> EXERCISE PROMPT
The answer must be the full listing, restated word for word.

━━ GIVEN DATA ━━

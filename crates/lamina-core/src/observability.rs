//! 可观测性外观：栈运行时的结构化日志出口。
//!
//! # 设计背景（Why）
//! - 端点状态机的排障高度依赖"谁在什么状态做了什么"的轨迹；把日志能力抽象为
//!   对象安全 Trait，宿主可以对接 `tracing`、syslog 或自研后端，核心保持
//!   `no_std + alloc`。
//! - 日志与定时器、延迟执行器同级，是运行时向宿主索取的能力之一。
//!
//! # 契约说明（What）
//! - [`Logger::log`] 是唯一必需方法；便捷方法内部统一构造 [`LogRecord`]，
//!   保证所有路径共享相同的结构化形态。
//! - 字段键值需遵循低基数原则，避免日志存储爆炸。

use core::fmt;

use crate::sealed::Sealed;

/// 日志级别，取 `tracing` 与 OpenTelemetry `SeverityNumber` 的交集。
#[derive(Clone, Copy, Debug, PartialEq, Eq, PartialOrd, Ord, Hash)]
pub enum LogSeverity {
    Trace,
    Debug,
    Info,
    Warn,
    Error,
}

/// 单条结构化日志记录。
///
/// # 契约说明（What）
/// - `target`：日志分类，约定使用模块路径风格（如 `lamina::endpoint`）；
/// - `fields`：结构化键值对，值以 `Display` 延迟渲染，提交前不产生分配；
/// - **前置条件**：`fields` 引用必须在 [`Logger::log`] 返回前保持有效。
pub struct LogRecord<'a> {
    pub severity: LogSeverity,
    pub target: &'static str,
    pub message: &'a str,
    pub fields: &'a [(&'static str, &'a dyn fmt::Display)],
}

/// 日志接口的核心契约。
///
/// # 逻辑解析（How）
/// - `log` 为唯一必需方法；`trace`/`debug`/`info`/`warn`/`error` 便捷方法内部
///   构造 [`LogRecord`] 后统一走 `log`。
/// - 实现应尽量非阻塞；事件循环线程上的日志提交不允许做同步 I/O 等待。
pub trait Logger: Send + Sync + 'static + Sealed {
    /// 提交结构化日志。
    fn log(&self, record: &LogRecord<'_>);

    /// 查询指定级别是否会被消费，供调用方跳过昂贵的字段构造。
    fn enabled(&self, _severity: LogSeverity) -> bool {
        true
    }

    /// 输出带字段的 TRACE 日志。
    fn trace(
        &self,
        target: &'static str,
        message: &str,
        fields: &[(&'static str, &dyn fmt::Display)],
    ) {
        self.log(&LogRecord {
            severity: LogSeverity::Trace,
            target,
            message,
            fields,
        });
    }

    /// 输出带字段的 DEBUG 日志。
    fn debug(
        &self,
        target: &'static str,
        message: &str,
        fields: &[(&'static str, &dyn fmt::Display)],
    ) {
        self.log(&LogRecord {
            severity: LogSeverity::Debug,
            target,
            message,
            fields,
        });
    }

    /// 输出带字段的 INFO 日志。
    fn info(
        &self,
        target: &'static str,
        message: &str,
        fields: &[(&'static str, &dyn fmt::Display)],
    ) {
        self.log(&LogRecord {
            severity: LogSeverity::Info,
            target,
            message,
            fields,
        });
    }

    /// 输出带字段的 WARN 日志。
    fn warn(
        &self,
        target: &'static str,
        message: &str,
        fields: &[(&'static str, &dyn fmt::Display)],
    ) {
        self.log(&LogRecord {
            severity: LogSeverity::Warn,
            target,
            message,
            fields,
        });
    }

    /// 输出带字段的 ERROR 日志。
    fn error(
        &self,
        target: &'static str,
        message: &str,
        fields: &[(&'static str, &dyn fmt::Display)],
    ) {
        self.log(&LogRecord {
            severity: LogSeverity::Error,
            target,
            message,
            fields,
        });
    }
}

/// 丢弃一切输出的空实现，供测试与最小部署使用。
#[derive(Debug, Default, Clone, Copy)]
pub struct NoopLogger;

impl Logger for NoopLogger {
    fn log(&self, _record: &LogRecord<'_>) {}

    fn enabled(&self, _severity: LogSeverity) -> bool {
        false
    }
}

━━━

> RESULT OF THE EXERCISE
filename crates/lamina-core/src/observability.rs
//! 可观测性外观：栈运行时的结构化日志出口。
//!
//! # 设计背景（Why）
//! - 端点状态机的排障高度依赖"谁在什么状态做了什么"的轨迹；把日志能力抽象为
//!   对象安全 Trait，宿主可以对接 `tracing`、syslog 或自研后端，核心保持
//!   `no_std + alloc`。
//! - 日志与定时器、延迟执行器同级，是运行时向宿主索取的能力之一。
//!
//! # 契约说明（What）
//! - [`Logger::log`] 是唯一必需方法；便捷方法内部统一构造 [`LogRecord`]，
//!   保证所有路径共享相同的结构化形态。
//! - 字段键值需遵循低基数原则，避免日志存储爆炸。

use core::fmt;

use crate::sealed::Sealed;

/// 日志级别，取 `tracing` 与 OpenTelemetry `SeverityNumber` 的交集。
#[derive(Clone, Copy, Debug, PartialEq, Eq, PartialOrd, Ord, Hash)]
pub enum LogSeverity {
    Trace,
    Debug,
    Info,
    Warn,
    Error,
}

/// 单条结构化日志记录。
///
/// # 契约说明（What）
/// - `target`：日志分类，约定使用模块路径风格（如 `lamina::endpoint`）；
/// - `fields`：结构化键值对，值以 `Display` 延迟渲染，提交前不产生分配；
/// - **前置条件**：`fields` 引用必须在 [`Logger::log`] 返回前保持有效。
pub struct LogRecord<'a> {
    pub severity: LogSeverity,
    pub target: &'static str,
    pub message: &'a str,
    pub fields: &'a [(&'static str, &'a dyn fmt::Display)],
}

/// 日志接口的核心契约。
///
/// # 逻辑解析（How）
/// - `log` 为唯一必需方法；`trace`/`debug`/`info`/`warn`/`error` 便捷方法内部
///   构造 [`LogRecord`] 后统一走 `log`。
/// - 实现应尽量非阻塞；事件循环线程上的日志提交不允许做同步 I/O 等待。
pub trait Logger: Send + Sync + 'static + Sealed {
    /// 提交结构化日志。
    fn log(&self, record: &LogRecord<'_>);

    /// 查询指定级别是否会被消费，供调用方跳过昂贵的字段构造。
    fn enabled(&self, _severity: LogSeverity) -> bool {
        true
    }

    /// 输出带字段的 TRACE 日志。
    fn trace(
        &self,
        target: &'static str,
        message: &str,
        fields: &[(&'static str, &dyn fmt::Display)],
    ) {
        self.log(&LogRecord {
            severity: LogSeverity::Trace,
            target,
            message,
            fields,
        });
    }

    /// 输出带字段的 DEBUG 日志。
    fn debug(
        &self,
        target: &'static str,
        message: &str,
        fields: &[(&'static str, &dyn fmt::Display)],
    ) {
        self.log(&LogRecord {
            severity: LogSeverity::Debug,
            target,
            message,
            fields,
        });
    }

    /// 输出带字段的 INFO 日志。
    fn info(
        &self,
        target: &'static str,
        message: &str,
        fields: &[(&'static str, &dyn fmt::Display)],
    ) {
        self.log(&LogRecord {
            severity: LogSeverity::Info,
            target,
            message,
            fields,
        });
    }

    /// 输出带字段的 WARN 日志。
    fn warn(
        &self,
        target: &'static str,
        message: &str,
        fields: &[(&'static str, &dyn fmt::Display)],
    ) {
        self.log(&LogRecord {
            severity: LogSeverity::Warn,
            target,
            message,
            fields,
        });
    }

    /// 输出带字段的 ERROR 日志。
    fn error(
        &self,
        target: &'static str,
        message: &str,
        fields: &[(&'static str, &dyn fmt::Display)],
    ) {
        self.log(&LogRecord {
            severity: LogSeverity::Error,
            target,
            message,
            fields,
        });
    }
}

/// 丢弃一切输出的空实现，供测试与最小部署使用。
#[derive(Debug, Default, Clone, Copy)]
pub struct NoopLogger;

impl Logger for NoopLogger {
    fn log(&self, _record: &LogRecord<'_>) {}

    fn enabled(&self, _severity: LogSeverity) -> bool {
        false
    }
}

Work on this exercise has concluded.